Up to this point, our DataFrame (that is, t4) is in Spark DataFrame. But it cannot be consumed by the H2O model. So, we have to convert it to an H2O frame. So let's do it:
val creditcard_hf: H2OFrame = h2oContext.asH2OFrame(t4.orderBy(rand()))
We split the dataset to, say, 40% supervised training, 40% unsupervised training, and 20% test using H2O built-in splitter called FrameSplitter:
val sf = new FrameSplitter(creditcard_hf, Array(.4, .4),
Array("train_unsupervised", "train_supervised", "test")
.map(Key.make[Frame](_)), null)
water.H2O.submitTask(sf)
val splits = sf.getResult
val (train_unsupervised, train_supervised, test) = (splits(0), splits(1), splits(2))
In the above code segment, Key.make[Frame](_) is used as a low-level task to split the frame based on the split ratio that also help attain distributed Key/Value pairs.

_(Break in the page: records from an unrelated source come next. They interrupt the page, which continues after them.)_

//! `rarewatch once` — a single update cycle.

use anyhow::{Context, Result};
use clap::Args;
use colored::Colorize;
use serde_json::json;

use rarewatch_daemon::{once_blocking, Config, OnceMode, OnceOutcome};

use super::print_announcement;

#[derive(Args, Debug)]
pub struct OnceArgs {
    /// Fetch and reconcile, but neither save nor announce.
    #[arg(long)]
    pub dry_run: bool,

    /// Write announcements to the log instead of the chat channel.
    #[arg(long)]
    pub log_only: bool,

    /// Emit machine-readable JSON.
    #[arg(long)]
    pub json: bool,
}

impl OnceArgs {
    pub fn run(self) -> Result<()> {
        let config = Config::from_env().context("invalid configuration")?;
        let mode = if self.dry_run {
            OnceMode::DryRun
        } else {
            OnceMode::Commit
        };
        let outcome = once_blocking(config, mode, self.log_only).context("update cycle failed")?;

        match outcome {
            OnceOutcome::Preview(announcements) => {
                if self.json {
                    let payload = json!({ "dry_run": true, "announcements": announcements });
                    println!(
                        "{}",
                        serde_json::to_string_pretty(&payload)
                            .context("failed to serialize preview JSON")?
                    );
                    return Ok(());
                }
                if announcements.is_empty() {
                    println!("Nothing new to announce.");
                    return Ok(());
                }
                println!("{} pending announcement(s) (dry run):", announcements.len());
                for announcement in &announcements {
                    print_announcement(announcement);
                }
            }
            OnceOutcome::Cycle(report) => {
                if self.json {
                    println!(
                        "{}",
                        serde_json::to_string_pretty(&report)
                            .context("failed to serialize cycle JSON")?
                    );
                    return Ok(());
                }
                println!(
                    "{} creations fetched | {} announced | {} failed",
                    report.fetched,
                    report.announced.to_string().green(),
                    report.failed_notifications.to_string().red(),
                );
            }
        }
        Ok(())
    }
}
#![allow(dead_code)]

use std::collections::VecDeque;
use std::sync::atomic::{AtomicUsize, Ordering};
use std::sync::{Arc, Mutex};
use std::time::Duration;

use async_trait::async_trait;

use rarewatch_core::{Action, ArtistId, Creation, Snapshot};
use rarewatch_notify::{Announcement, Notifier, NotifyError};
use rarewatch_source::{CreationSource, FetchError};

/// Source that plays back queued responses, then reports itself unavailable.
#[derive(Clone, Default)]
pub struct ScriptedSource {
    responses: Arc<Mutex<VecDeque<Result<Snapshot, String>>>>,
    calls: Arc<AtomicUsize>,
    in_flight: Arc<AtomicUsize>,
    max_in_flight: Arc<AtomicUsize>,
    delay: Duration,
}

impl ScriptedSource {
    pub fn new() -> Self {
        Self::default()
    }

    pub fn with_delay(mut self, delay: Duration) -> Self {
        self.delay = delay;
        self
    }

    pub fn push(&self, snapshot: Snapshot) -> &Self {
        self.responses.lock().unwrap().push_back(Ok(snapshot));
        self
    }

    pub fn push_failure(&self, reason: &str) -> &Self {
        self.responses.lock().unwrap().push_back(Err(reason.to_string()));
        self
    }

    pub fn calls(&self) -> usize {
        self.calls.load(Ordering::SeqCst)
    }

    /// Highest number of fetches observed running at the same time.
    pub fn max_in_flight(&self) -> usize {
        self.max_in_flight.load(Ordering::SeqCst)
    }
}

#[async_trait]
impl CreationSource for ScriptedSource {
    fn name(&self) -> &str {
        "scripted"
    }

    async fn fetch_creations(&self, _artist: &ArtistId) -> Result<Snapshot, FetchError> {
        self.calls.fetch_add(1, Ordering::SeqCst);
        let running = self.in_flight.fetch_add(1, Ordering::SeqCst) + 1;
        self.max_in_flight.fetch_max(running, Ordering::SeqCst);
        if !self.delay.is_zero() {
            tokio::time::sleep(self.delay).await;
        }
        self.in_flight.fetch_sub(1, Ordering::SeqCst);
        match self.responses.lock().unwrap().pop_front() {
            Some(Ok(snapshot)) => Ok(snapshot),
            Some(Err(reason)) => Err(FetchError::Unavailable(reason)),
            None => Err(FetchError::Unavailable("script exhausted".to_string())),
        }
    }
}

/// Notifier that records what it was asked to send.
#[derive(Clone, Default)]
pub struct RecordingNotifier {
    sent: Arc<Mutex<Vec<Announcement>>>,
    reject: Arc<Mutex<Vec<String>>>,
}

impl RecordingNotifier {
    pub fn new() -> Self {
        Self::default()
    }

    /// Fail every announcement whose description equals `description`.
    pub fn reject(&self, description: &str) -> &Self {
        self.reject.lock().unwrap().push(description.to_string());
        self
    }

    pub fn sent(&self) -> Vec<Announcement> {
        self.sent.lock().unwrap().clone()
    }

    pub fn descriptions(&self) -> Vec<String> {
        self.sent()
            .into_iter()
            .map(|a| format!("{}: {}", a.creation_name, a.description))
            .collect()
    }
}

#[async_trait]
impl Notifier for RecordingNotifier {
    async fn notify(&self, announcement: &Announcement) -> Result<(), NotifyError> {
        if self.reject.lock().unwrap().contains(&announcement.description) {
            return Err(NotifyError::Http {
                status: 500,
                body: "rejected".to_string(),
            });
        }
        self.sent.lock().unwrap().push(announcement.clone());
        Ok(())
    }
}

pub fn creation(name: &str, actions: &[&str]) -> Creation {
    Creation::new(name, format!("https://superrare.com/artwork/{name}")).with_actions(
        actions
            .iter()
            .map(|description| Action::new(*description, None))
            .collect(),
    )
}

pub fn snapshot(creations: Vec<Creation>) -> Snapshot {
    Snapshot::new(creations)
}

Keys are very crucial in H2O computing. H2O supports a distributed Key/Value store, with exact Java memory model consistency. The thing is that Keys are a means to find a link value somewhere in the Cloud, to cache it locally, to allow globally consistent updates to a link Value.
Finally, we need to convert the Time column from String to Categorical (that is, enum) explicitly:
toCategorical(train_unsupervised, 30)
toCategorical(train_supervised, 30)
toCategorical(test, 30)